▸ **Task statement**
Go through the entries and count the lines with the string "dispatch" in them. Give only that number.

(Stored dataset items)

[Start of Attachment]

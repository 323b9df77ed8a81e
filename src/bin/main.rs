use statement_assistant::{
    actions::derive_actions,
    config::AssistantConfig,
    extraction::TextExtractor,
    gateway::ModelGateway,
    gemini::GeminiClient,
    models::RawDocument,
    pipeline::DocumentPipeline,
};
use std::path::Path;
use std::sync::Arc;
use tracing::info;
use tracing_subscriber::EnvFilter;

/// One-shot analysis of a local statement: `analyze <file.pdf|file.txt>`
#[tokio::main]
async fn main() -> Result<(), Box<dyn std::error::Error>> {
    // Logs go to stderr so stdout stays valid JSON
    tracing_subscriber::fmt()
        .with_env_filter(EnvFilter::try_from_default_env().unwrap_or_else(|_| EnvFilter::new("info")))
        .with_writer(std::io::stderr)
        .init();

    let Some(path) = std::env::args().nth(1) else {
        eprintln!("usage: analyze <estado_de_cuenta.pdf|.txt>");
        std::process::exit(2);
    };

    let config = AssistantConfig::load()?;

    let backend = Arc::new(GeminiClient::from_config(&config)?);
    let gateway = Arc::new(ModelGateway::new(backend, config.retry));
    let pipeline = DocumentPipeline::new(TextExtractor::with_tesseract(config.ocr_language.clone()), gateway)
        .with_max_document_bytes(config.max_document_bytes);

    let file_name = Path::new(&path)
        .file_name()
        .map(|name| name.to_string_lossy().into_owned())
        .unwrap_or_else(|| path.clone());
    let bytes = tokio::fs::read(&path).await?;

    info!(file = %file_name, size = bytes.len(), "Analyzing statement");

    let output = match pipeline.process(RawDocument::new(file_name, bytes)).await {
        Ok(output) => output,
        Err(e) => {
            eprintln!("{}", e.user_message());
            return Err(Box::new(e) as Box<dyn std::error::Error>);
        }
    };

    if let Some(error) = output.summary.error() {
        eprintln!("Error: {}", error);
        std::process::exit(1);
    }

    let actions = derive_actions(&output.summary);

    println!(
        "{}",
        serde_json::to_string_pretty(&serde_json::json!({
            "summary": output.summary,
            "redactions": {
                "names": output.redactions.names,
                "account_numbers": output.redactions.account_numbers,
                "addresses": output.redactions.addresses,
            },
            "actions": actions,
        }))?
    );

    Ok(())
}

[End of Attachment]
[Start of Attachment]

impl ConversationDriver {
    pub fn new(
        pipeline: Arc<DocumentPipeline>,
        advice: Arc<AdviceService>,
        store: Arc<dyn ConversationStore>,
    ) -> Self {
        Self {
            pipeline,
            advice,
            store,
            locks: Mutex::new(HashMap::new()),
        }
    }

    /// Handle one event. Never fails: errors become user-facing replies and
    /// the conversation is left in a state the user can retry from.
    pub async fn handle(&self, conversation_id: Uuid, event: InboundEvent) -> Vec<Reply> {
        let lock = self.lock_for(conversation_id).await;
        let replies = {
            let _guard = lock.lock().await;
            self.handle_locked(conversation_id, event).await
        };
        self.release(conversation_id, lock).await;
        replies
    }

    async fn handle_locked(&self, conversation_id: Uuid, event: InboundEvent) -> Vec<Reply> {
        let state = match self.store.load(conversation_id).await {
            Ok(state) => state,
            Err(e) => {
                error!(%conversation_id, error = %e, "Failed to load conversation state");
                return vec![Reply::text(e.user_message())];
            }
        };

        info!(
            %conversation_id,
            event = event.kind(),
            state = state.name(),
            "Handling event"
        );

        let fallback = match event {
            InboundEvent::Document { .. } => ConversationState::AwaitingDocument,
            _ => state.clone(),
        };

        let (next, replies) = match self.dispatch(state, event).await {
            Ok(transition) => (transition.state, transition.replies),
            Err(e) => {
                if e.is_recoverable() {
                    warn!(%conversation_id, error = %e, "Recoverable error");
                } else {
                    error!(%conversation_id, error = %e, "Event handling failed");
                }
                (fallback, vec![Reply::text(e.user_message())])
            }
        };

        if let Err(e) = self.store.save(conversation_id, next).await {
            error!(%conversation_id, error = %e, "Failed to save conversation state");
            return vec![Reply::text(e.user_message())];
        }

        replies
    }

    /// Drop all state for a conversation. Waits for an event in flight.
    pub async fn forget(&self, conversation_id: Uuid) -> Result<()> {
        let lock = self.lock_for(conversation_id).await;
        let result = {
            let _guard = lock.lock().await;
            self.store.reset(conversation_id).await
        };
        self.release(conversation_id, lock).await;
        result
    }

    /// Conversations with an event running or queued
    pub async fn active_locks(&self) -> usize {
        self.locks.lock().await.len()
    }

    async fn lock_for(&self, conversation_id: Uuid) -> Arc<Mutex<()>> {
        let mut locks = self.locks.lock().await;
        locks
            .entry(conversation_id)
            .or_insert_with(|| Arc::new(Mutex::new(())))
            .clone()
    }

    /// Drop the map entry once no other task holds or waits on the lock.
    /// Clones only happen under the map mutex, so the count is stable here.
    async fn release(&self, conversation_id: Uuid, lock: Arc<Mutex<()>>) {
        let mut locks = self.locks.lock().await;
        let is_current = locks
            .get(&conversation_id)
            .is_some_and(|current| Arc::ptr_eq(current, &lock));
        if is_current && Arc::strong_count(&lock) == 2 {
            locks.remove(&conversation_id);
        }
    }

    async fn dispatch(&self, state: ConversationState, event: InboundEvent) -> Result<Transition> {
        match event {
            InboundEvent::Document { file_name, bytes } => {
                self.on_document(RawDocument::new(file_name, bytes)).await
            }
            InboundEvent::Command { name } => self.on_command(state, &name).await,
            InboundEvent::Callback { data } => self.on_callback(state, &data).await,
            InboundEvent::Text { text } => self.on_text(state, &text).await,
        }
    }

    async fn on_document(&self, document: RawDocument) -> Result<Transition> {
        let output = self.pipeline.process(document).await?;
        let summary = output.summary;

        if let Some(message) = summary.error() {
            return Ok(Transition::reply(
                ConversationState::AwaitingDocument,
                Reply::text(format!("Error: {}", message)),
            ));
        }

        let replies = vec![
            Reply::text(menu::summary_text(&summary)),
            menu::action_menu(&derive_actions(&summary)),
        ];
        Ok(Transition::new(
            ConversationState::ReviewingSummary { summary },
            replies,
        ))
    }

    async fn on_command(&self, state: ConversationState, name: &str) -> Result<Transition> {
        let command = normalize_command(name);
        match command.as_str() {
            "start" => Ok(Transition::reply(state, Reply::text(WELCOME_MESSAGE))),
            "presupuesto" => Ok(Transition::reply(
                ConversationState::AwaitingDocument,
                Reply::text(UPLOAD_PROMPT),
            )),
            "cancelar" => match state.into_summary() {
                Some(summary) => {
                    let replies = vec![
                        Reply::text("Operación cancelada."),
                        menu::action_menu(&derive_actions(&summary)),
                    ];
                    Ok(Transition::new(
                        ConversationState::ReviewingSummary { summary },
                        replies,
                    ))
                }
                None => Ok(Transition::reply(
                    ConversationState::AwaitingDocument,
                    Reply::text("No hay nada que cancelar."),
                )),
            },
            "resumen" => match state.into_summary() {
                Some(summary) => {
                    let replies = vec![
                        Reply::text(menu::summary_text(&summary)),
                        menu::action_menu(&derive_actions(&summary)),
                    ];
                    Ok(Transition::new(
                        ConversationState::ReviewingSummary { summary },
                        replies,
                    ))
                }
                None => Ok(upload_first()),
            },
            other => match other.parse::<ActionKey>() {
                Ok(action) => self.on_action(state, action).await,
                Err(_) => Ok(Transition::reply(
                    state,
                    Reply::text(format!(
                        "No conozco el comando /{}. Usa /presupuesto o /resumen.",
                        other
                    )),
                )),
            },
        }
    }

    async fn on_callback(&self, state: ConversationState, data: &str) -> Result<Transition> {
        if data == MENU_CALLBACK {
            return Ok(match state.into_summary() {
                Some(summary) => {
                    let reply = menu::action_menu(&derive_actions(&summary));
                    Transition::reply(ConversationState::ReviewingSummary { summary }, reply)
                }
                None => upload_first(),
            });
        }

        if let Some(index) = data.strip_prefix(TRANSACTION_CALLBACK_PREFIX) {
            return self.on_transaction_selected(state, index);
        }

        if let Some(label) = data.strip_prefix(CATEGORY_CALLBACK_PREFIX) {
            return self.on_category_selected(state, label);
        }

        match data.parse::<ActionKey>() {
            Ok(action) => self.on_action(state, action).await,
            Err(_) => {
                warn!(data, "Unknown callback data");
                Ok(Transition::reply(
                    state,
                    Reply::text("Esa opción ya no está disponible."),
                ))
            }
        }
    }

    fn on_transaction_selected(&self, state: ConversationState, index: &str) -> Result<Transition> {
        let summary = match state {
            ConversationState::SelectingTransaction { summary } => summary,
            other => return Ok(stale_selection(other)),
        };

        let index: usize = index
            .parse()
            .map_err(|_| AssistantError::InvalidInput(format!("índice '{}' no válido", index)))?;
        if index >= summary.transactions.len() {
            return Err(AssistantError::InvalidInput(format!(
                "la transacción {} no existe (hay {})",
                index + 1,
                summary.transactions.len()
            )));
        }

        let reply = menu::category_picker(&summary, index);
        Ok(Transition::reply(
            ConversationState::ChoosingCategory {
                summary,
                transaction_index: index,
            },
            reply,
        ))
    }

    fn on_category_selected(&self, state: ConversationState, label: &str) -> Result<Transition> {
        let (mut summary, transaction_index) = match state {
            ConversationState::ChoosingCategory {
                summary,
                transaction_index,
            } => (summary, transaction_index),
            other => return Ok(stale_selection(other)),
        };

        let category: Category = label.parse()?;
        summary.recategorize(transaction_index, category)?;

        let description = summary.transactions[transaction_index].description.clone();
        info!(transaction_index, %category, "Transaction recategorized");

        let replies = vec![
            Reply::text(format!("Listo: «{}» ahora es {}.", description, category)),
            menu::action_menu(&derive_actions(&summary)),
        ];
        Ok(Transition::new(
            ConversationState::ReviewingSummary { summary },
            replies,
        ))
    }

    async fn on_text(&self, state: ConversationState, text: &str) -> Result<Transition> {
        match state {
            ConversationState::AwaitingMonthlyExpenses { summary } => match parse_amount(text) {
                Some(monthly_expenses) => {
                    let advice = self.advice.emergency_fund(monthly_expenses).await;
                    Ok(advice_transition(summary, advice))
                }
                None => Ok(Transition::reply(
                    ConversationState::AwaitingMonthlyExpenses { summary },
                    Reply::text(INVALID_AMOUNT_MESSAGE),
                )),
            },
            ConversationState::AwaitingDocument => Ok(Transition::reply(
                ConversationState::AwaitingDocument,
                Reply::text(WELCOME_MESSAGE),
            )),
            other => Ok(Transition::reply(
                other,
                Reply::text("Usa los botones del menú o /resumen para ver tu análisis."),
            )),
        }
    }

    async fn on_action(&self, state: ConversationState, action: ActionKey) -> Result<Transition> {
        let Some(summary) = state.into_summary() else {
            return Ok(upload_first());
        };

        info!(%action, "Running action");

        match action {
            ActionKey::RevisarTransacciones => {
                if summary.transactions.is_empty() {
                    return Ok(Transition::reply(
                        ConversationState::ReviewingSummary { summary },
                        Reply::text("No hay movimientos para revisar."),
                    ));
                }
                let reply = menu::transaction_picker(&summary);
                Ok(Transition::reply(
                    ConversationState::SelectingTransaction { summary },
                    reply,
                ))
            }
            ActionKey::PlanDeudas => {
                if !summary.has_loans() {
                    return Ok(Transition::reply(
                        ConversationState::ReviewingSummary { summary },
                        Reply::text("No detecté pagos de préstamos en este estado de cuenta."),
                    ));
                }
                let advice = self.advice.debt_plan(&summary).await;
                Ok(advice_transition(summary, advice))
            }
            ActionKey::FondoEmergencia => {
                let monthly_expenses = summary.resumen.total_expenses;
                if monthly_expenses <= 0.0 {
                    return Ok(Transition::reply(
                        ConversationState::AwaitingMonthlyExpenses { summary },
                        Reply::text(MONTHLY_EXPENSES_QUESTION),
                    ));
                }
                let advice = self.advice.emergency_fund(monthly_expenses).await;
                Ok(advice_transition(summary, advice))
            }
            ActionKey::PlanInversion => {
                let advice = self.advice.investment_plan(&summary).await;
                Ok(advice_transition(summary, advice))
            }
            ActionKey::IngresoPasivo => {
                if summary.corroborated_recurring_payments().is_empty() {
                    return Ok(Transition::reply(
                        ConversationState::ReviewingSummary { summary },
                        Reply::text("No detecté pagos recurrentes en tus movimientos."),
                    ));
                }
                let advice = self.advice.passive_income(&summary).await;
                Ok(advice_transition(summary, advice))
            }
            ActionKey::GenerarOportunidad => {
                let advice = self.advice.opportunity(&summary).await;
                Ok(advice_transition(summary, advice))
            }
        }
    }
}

[End of Attachment]

▸ **Result for this exercise**
2